Her use of cliche evokes a distinct historical period and I love it. "That ship has sailed." Full excerpt here. The photos are also quite nice. Not the ones included online, of course, but the 2 page collage of action shots.

Miley who?

Monday, May 19, 2008

Puffins, Again

So I meant to say something long and involved about how Franzen's "The Way of the Puffin" (Journeys April 21, 2008) did this thing that I like: a kind of wide-eyed and wonderful naif says, "Oh, look. It's different here. There are no convenient spaces, near the cities, for me to birdwatch" and this draws our attention to the ideology that produces certain kinds of spaces, and cities, and citizens and, in fact, birdwatching. But apparently, the moral of the story (as gleaned from the audio interview) is that Chinese people are "the same as other people."

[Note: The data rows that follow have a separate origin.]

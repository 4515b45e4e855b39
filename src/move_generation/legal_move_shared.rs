//! Helpers shared by the per-piece generators.
//!
//! Every candidate destination is classified the same way: empty cells are
//! open, cells holding an opposing piece are captures, anything else (own
//! piece or off the board) is blocked.

use crate::game_state::board_location::BoardLocation;
use crate::game_state::board_state::BoardState;
use crate::game_state::chess_move::ChessMove;
use crate::game_state::chess_types::Color;

#[derive(Debug, Clone, Copy, PartialEq, Eq)]
pub enum Destination {
    Open,
    Capture,
    Blocked,
}

impl Destination {
    #[inline]
    pub const fn is_reachable(self) -> bool {
        matches!(self, Destination::Open | Destination::Capture)
    }
}

#[inline]
pub fn classify_destination(
    board: &BoardState,
    target: Option<BoardLocation>,
    opponent: Color,
) -> Destination {
    let Some(target) = target else {
        return Destination::Blocked;
    };
    match board.piece_at(target) {
        None => Destination::Open,
        Some(piece) if piece.color == opponent => Destination::Capture,
        Some(_) => Destination::Blocked,
    }
}

/// Pairs the piece on `from` with whatever currently sits on `to`.
///
/// `from` must be occupied; the generators only call this after dispatching
/// on the piece found there.
#[inline]
pub fn build_move(board: &BoardState, from: BoardLocation, to: BoardLocation) -> Option<ChessMove> {
    let moved = board.piece_at(from)?;
    Some(ChessMove::new(from, to, moved, board.piece_at(to)))
}

/// Single-step jump used by knights and kings: legal onto empty or opposing cells.
pub fn push_step(
    board: &BoardState,
    from: BoardLocation,
    d_row: i8,
    d_col: i8,
    opponent: Color,
    out: &mut Vec<ChessMove>,
) {
    let target = from.offset(d_row, d_col);
    if classify_destination(board, target, opponent).is_reachable() {
        if let Some(mv) = target.and_then(|to| build_move(board, from, to)) {
            out.push(mv);
        }
    }
}

/// Ray-walk along each direction until the edge, an own piece (excluded), or
/// the first opposing piece (included).
pub fn walk_rays(
    board: &BoardState,
    from: BoardLocation,
    directions: &[(i8, i8)],
    opponent: Color,
    out: &mut Vec<ChessMove>,
) {
    for &(d_row, d_col) in directions {
        let mut cursor = from;
        while let Some(next) = cursor.offset(d_row, d_col) {
            match classify_destination(board, Some(next), opponent) {
                Destination::Open => {
                    out.extend(build_move(board, from, next));
                    cursor = next;
                }
                Destination::Capture => {
                    out.extend(build_move(board, from, next));
                    break;
                }
                Destination::Blocked => break,
            }
        }
    }
}
//! Fixed-depth exhaustive minimax.
//!
//! Every cell of `side_to_move` is expanded, every candidate is applied,
//! scored (directly at depth 0, by recursion otherwise), and undone. The board
//! therefore always reflects the path from the root to the current node.
//!
//! The result is the full set of moves tied for the best score, not a single
//! pick, so callers break ties themselves. There is no pruning: cost grows as
//! branching factor to the power of `depth + 1`.

use std::time::Instant;

use tracing::debug;

use crate::errors::ChessResult;
use crate::game_state::board_state::BoardState;
use crate::game_state::chess_move::ChessMove;
use crate::game_state::chess_types::Color;
use crate::move_generation::move_generator::{MoveGenerator, PieceRuleGenerator};
use crate::search::board_scoring::{BoardScorer, MaterialScorer};

/// A candidate move and the score its subtree resolved to.
#[derive(Debug, Clone, Copy, PartialEq, Eq, Hash)]
pub struct ScoredMove {
    pub mv: ChessMove,
    pub score: i32,
}

#[derive(Debug, Clone, Copy, Default, PartialEq, Eq)]
pub struct SearchStats {
    /// Moves applied during the search.
    pub nodes: u64,
    /// Positions scored by the evaluator.
    pub evaluations: u64,
}

/// Minimax over a move generator and a scorer.
pub struct MinimaxSearch<'a, G: MoveGenerator + ?Sized, S: BoardScorer + ?Sized> {
    generator: &'a G,
    scorer: &'a S,
    stats: SearchStats,
}

impl<'a, G: MoveGenerator + ?Sized, S: BoardScorer + ?Sized> MinimaxSearch<'a, G, S> {
    pub fn new(generator: &'a G, scorer: &'a S) -> Self {
        Self {
            generator,
            scorer,
            stats: SearchStats::default(),
        }
    }

    #[inline]
    pub fn stats(&self) -> SearchStats {
        self.stats
    }

    /// Tied-best moves for `side_to_move`.
    ///
    /// `minimizing` selects the lowest score instead of the highest. Below the
    /// root the roles swap and the flag flips each ply. An empty result means
    /// `side_to_move` had no candidate moves.
    pub fn search(
        &mut self,
        board: &mut BoardState,
        side_to_move: Color,
        other_side: Color,
        depth: u8,
        minimizing: bool,
    ) -> ChessResult<Vec<ScoredMove>> {
        let started = Instant::now();
        let before = self.stats;
        let best = self.search_node(board, side_to_move, other_side, depth, minimizing)?;
        debug!(
            side = %side_to_move,
            depth,
            minimizing,
            nodes = self.stats.nodes - before.nodes,
            evaluations = self.stats.evaluations - before.evaluations,
            tied = best.len(),
            score = best.first().map(|s| s.score),
            elapsed_ms = started.elapsed().as_millis() as u64,
            "minimax root finished"
        );
        Ok(best)
    }

    fn search_node(
        &mut self,
        board: &mut BoardState,
        side_to_move: Color,
        other_side: Color,
        depth: u8,
        minimizing: bool,
    ) -> ChessResult<Vec<ScoredMove>> {
        let candidates = self.generator.legal_moves_for(board, side_to_move);
        let mut scored = Vec::with_capacity(candidates.len());

        for mv in candidates {
            board.apply_move(mv);
            self.stats.nodes += 1;

            let score = if depth == 0 {
                self.evaluate(board)
            } else {
                let replies =
                    self.search_node(board, other_side, side_to_move, depth - 1, !minimizing)?;
                // All tied replies share one score. A side left without moves
                // is scored where it stands.
                match replies.first() {
                    Some(reply) => reply.score,
                    None => self.evaluate(board),
                }
            };

            board.undo_move()?;
            scored.push(ScoredMove { mv, score });
        }

        Ok(select_tied_best(scored, minimizing))
    }

    #[inline]
    fn evaluate(&mut self, board: &BoardState) -> i32 {
        self.stats.evaluations += 1;
        self.scorer.score(board)
    }
}

/// Keeps every entry whose score equals the extreme (min or max) score.
pub fn select_tied_best(scored: Vec<ScoredMove>, minimizing: bool) -> Vec<ScoredMove> {
    let extreme = if minimizing {
        scored.iter().map(|s| s.score).min()
    } else {
        scored.iter().map(|s| s.score).max()
    };
    match extreme {
        Some(best) => scored.into_iter().filter(|s| s.score == best).collect(),
        None => scored,
    }
}

/// Minimax with the default piece rules and `MaterialScorer`.
pub fn minimax(
    board: &mut BoardState,
    side_to_move: Color,
    other_side: Color,
    depth: u8,
    minimizing: bool,
) -> ChessResult<Vec<ScoredMove>> {
    MinimaxSearch::new(&PieceRuleGenerator, &MaterialScorer).search(
        board,
        side_to_move,
        other_side,
        depth,
        minimizing,
    )
}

In light of recent natural disasters, we might be thinking of what it is that creates environments and we might be thinking that it might not be a good idea just to wait around for capitalism to run its course and individuals to get their consciousness raised and join the Sierra Club and make birdwatching more widely available, or what have you. The audio interview includes thoughts on "progress," "The Simpsons," "complicity" of various kinds and "potholes."

What about the tigers piece, in the same issue?

I've also recently read two pieces on churches - "Project Trinity" (Sanneh on Wright) and "The Bishop's Daughter" (Honor Moore on her father).

Tuesday, May 13, 2008

Dr. Livingstone, I presume?

In the jungles of postmodern irony, such is the encounter,

Jonathan Franzen writes, of his guide to developing China, David Xu, "He had the fashionably angular eyeglasses and ingratiating eagerness of an untenured literature professor . . ." (92) Hullo.

I'll post a bit more on "The Way of the Puffin" later, as I did not hate it. At least, that is to say . . .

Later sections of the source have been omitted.